Competencies in Education: Schools of Thought and Implications for Curricula and Work in the Classroom
DOI:
https://doi.org/10.22201/iisue.20072872e.2011.5.44Keywords:
education, competencies, curriculum, schools of thought, approachesAbstract
A global wave has followed second-generation educational reforms in policies of quality: the competencies approach. This model is quite recent in the field of education, and is novel approach applied to solve long-standing problems in education, which sometimes comes across as improvised.Two topics are noteworthy in the short time this approach has been used in education. On the one hand, the subject of competencies vindicates a centuries-old struggle in the educational terrain: to eliminate encyclopedic learning in school practice; to avoid the sense that what is taught in school is school itself, thereby recognizing the need for school work to be geared towards solving problems related to the surroundings experienced by each subject—in other words, to develop competencies.
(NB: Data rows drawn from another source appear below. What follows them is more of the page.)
#[cfg(test)]
mod tests {
    use super::*;
    use std::collections::BTreeSet;

    fn chars(text: &str) -> BTreeSet<char> {
        text.chars().collect()
    }

    fn set_of(set: &SoundSet) -> BTreeSet<char> {
        set.iter().collect()
    }

    #[test]
    fn pratyahara_examples() {
        let cases: Vec<(&str, &str)> = vec![
            ("ac", "aAiIuUfFxXeEoO"),
            ("yaR", "yrvl"),
            ("hal", "kKgGNcCjJYwWqQRtTdDnpPbBmyrlvSzsh"),
            ("Yam", "YmNRn"),
            ("Sar", "Szs"),
            ("jaS", "jbgqd"),
        ];
        for (expr, expected) in cases {
            assert_eq!(set_of(&pratyahara(expr).unwrap()), chars(expected), "pratyahara({expr})");
        }
    }

    #[test]
    fn pratyahara_second_occurrence_of_doubled_it() {
        assert_eq!(set_of(&s("iR").unwrap()), chars("iIuU"));
        assert_eq!(set_of(&s("iR2").unwrap()), chars("iIuUfFxXeoEOhyvrl"));
    }

    #[test]
    fn pratyahara_errors() {
        assert!(matches!(pratyahara("Zc"), Err(Error::InvalidRange { .. })));
        assert!(matches!(pratyahara("a"), Err(Error::InvalidRange { .. })));
        assert!(matches!(s(""), Err(Error::InvalidRange { .. })));
    }

    #[test]
    fn savarna_examples() {
        let cases: Vec<(char, &str)> = vec![('k', "kKgGN"), ('c', "cCjJY"), ('a', "aA"), ('H', "H")];
        for (sound, expected) in cases {
            assert_eq!(set_of(&savarna(sound)), chars(expected), "savarna({sound})");
        }
    }

    #[test]
    fn s_understands_compound_expressions() {
        assert_eq!(set_of(&s("ku~").unwrap()), chars("kKgGN"));
        assert_eq!(set_of(&s("a ku~ h H").unwrap()), chars("aAkKgGNhH"));
        assert_eq!(set_of(&s("Yam M").unwrap()), chars("YmNRnM"));
    }

    #[test]
    fn s_is_idempotent_and_order_stable() {
        let first = s("ac").unwrap();
        let second = s("ac").unwrap();
        assert_eq!(first, second);
        assert_eq!(set_of(&first), chars("aAiIuUfFxXeEoO"));
        assert_eq!(first.len(), 14);
    }

    #[test]
    fn map_sounds_jhal_to_jash() {
        let mapping = map_sounds_s("Jal", "jaS").unwrap();
        let expected: Vec<(char, char)> = vec![
            ('J', 'j'),
            ('B', 'b'),
            ('G', 'g'),
            ('Q', 'q'),
            ('D', 'd'),
            ('j', 'j'),
            ('b', 'b'),
            ('g', 'g'),
            ('q', 'q'),
            ('d', 'd'),
            ('K', 'g'),
            ('P', 'b'),
            ('C', 'j'),
            ('W', 'q'),
            ('T', 'd'),
            ('c', 'j'),
            ('w', 'q'),
            ('t', 'd'),
            ('k', 'g'),
            ('p', 'b'),
            ('S', 'j'),
            ('z', 'q'),
            ('s', 'd'),
            ('h', 'g'),
        ];
        assert_eq!(mapping.len(), expected.len());
        for (from, to) in expected {
            assert_eq!(mapping.get(&from), Some(&to), "{from} -> {to}");
        }
    }

    #[test]
    fn map_sounds_ku_h_to_cu() {
        let mapping = map_sounds_s("ku~ h", "cu~").unwrap();
        let expected: Vec<(char, char)> =
            vec![('k', 'c'), ('K', 'C'), ('g', 'j'), ('G', 'J'), ('N', 'Y'), ('h', 'J')];
        assert_eq!(mapping.len(), expected.len());
        for (from, to) in expected {
            assert_eq!(mapping.get(&from), Some(&to), "{from} -> {to}");
        }
    }

    #[test]
    fn map_sounds_to_self_is_identity() {
        // A long vowel's feature set equals its short partner's; the
        // distance-zero self match must still win the tie.
        let ac = s("ac").unwrap();
        let mapping = map_sounds(&ac, &ac);
        for c in ac.iter() {
            assert_eq!(mapping.get(&c), Some(&c));
        }
    }

    #[test]
    fn sound_set_union_and_pattern() {
        let union = &s("Sar").unwrap() | &s("Yam").unwrap();
        assert_eq!(set_of(&union), chars("SzsYmNRn"));
        assert_eq!(s("Sar").unwrap().pattern(), "[Szs]");
    }

    #[test]
    fn gradation_helpers() {
        assert_eq!(guna('i'), Some("e"));
        assert_eq!(guna('F'), Some("ar"));
        assert_eq!(guna('a'), None);
        assert_eq!(vrddhi('i'), Some("E"));
        assert_eq!(vrddhi('a'), Some("A"));
        assert_eq!(hrasva('O'), 'u');
        assert_eq!(hrasva('k'), 'k');
        assert_eq!(dirgha('f'), 'F');
        assert!(can_guna('u'));
        assert!(!can_guna('a'));
    }
}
On the other hand, it is important to recognize the different schools of thought that underlie the competencies approach, for some vindicate a focus on the workplace or the behaviorist model, for example, whereas others shift towards the recognition of a competency as a progress, process, quality, with developments effected from constructivism and pedagogical-didactic thought. This recognition has implications for structuring curricula, but it also widely significant for the way in which teachers can interpret what they do in the classroom. The tension between knowledge and problem resolution, between grades or processual expressions of the student’s advance, are among many other interpretations that underlie this discussion.
This essay dissects these subjects in order to provide curriculum designers and teachers with an ample grounded perspective on the competencies approach.